Based on my wife’s stays...you can ring the buzzer all you want in the hospital room, and it might be 45 minutes before ‘Hans’ gets to your room for your problem. I’d also advise you to bring a couple days of ‘rations’ because whatever they serve in the hospital....is the bare minimum you need to survive. A week’s stay for a no-thrills procedure? You probably lose at least 3 pounds unless you sneak off to a cafe nearby.
Adding to German health insurance....there are different bundles. So you might be in a 4-star package for x-services, then find that the offering for physical rehab is 2-star at best. Or you might have alcohol problems and find that in-patient rehab offerings are marginal.
You can live in a car-free city (like Hamburg, Munich or Frankfurt). If you lived in Worms, Alzey, Trier, Speyer....you have marginal public transportation. I’d say from 84-million residents...at least one-third of society aren’t in a car-free situation.

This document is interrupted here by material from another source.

//! Service layer shared across clients.

mod backup;
mod local_store;

pub use backup::{Backup, RestoreSummary, BACKUP_FORMAT_VERSION};
pub use local_store::{LocalStore, DATABASE_FILE, MEDIA_DIR, TOMBSTONE_RETENTION_MS};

All this chatter in the piece about bikes in the city? It’s nice...provided your bike isn’t stolen. It’s a pretty common occurrence now....bikes are swiped and you see your 3k Euro bike gone.
Kids free to walk around? Yeah, but it’s mostly due to common respect, low crime demands of the public, arrest efforts. I myself feel completely safe in walking around Mainz or Frankfurt in daylight hours. There’s two areas of Frankfurt that are probably not that safe in evening hours (after 10 PM). I’d tell you in general....once you exit a train in Frankfurt...walk directly to the next subway/bus...don’t linger in the train station or the block around the station.
German pre-school (kindergarten)? It’s more about getting kids socialized and agreeable than picking up language, math or knowledge skills. People might be shocked about the tactic. German kids at age 6....aren’t way ahead of Americans....it’s in the next five years that they progress ahead.
German pre-school/kindgartens? Gov’t admitted in the past month that they are missing several hundred-thousand ‘seats’. Just not enough facilities for all kids, and it’s heavily dependent on the town/village you live in.
I’m not anti-German or pro-German....just that certain things stand out. There’s no city in Germany that matches up to Baltimore or Detroit or New Orleans. That said...a lot more low-intensity crime than existed in the 1980s.
If you want meth, cocaine, etc...I can point to the right neighborhood in Frankfurt, or the city park of Wiesbaden where the drug guys hang out.
It’s not a cheap place...everything has VAT (sales tax) figured in and inflation is a harsh factor.
German authorities readily admit that around 15-percent of society is now in a welfare-status of some type. Affordable housing in metro areas (Bremen, Dusseldorf, Frankfurt) is a joke. You can’t miss job offering posters now....even on the buses and trains....tons of job, and simply not enough people to apply. Things got bad enough for lack of bus drivers in my local town....that they contracted out forty-odd French guys for a year in town.
Henry Blodgett - liberal-wing-nut, it turned out, “worked” on a Yahoo Finance Internet “show” named Daily Ticker, IIRC. The other guy on the show (and a relatively decent fellow) was Aaron Task.
Capital this; capital that . . . for a while, up until Blodgett suddenly turns up with Business Insider (his baby, from the sound of it back then), bashing the roots and soil of his financial success, while selling capitalism to subscribers.
Aaron Task’s work, was interesting. He was an actual gentleman.
No way would I ever live in that feceshole.
I was five years old in 1961. The Catholic elementary school I attended was two blocks from my house.
My mother walked me to school the first two days and after that I was on my own.
I ran around outside in all four seasons and had to be in when the streetlights came on.
I rode a bicycle without a helmet, played in the mud, climbed trees, played with fireworks and cap pistols and generally didn’t give a hoot about much else.
Wasn’t any the worse for it.
Today’s kids haven’t a clue about how care free childhood once was.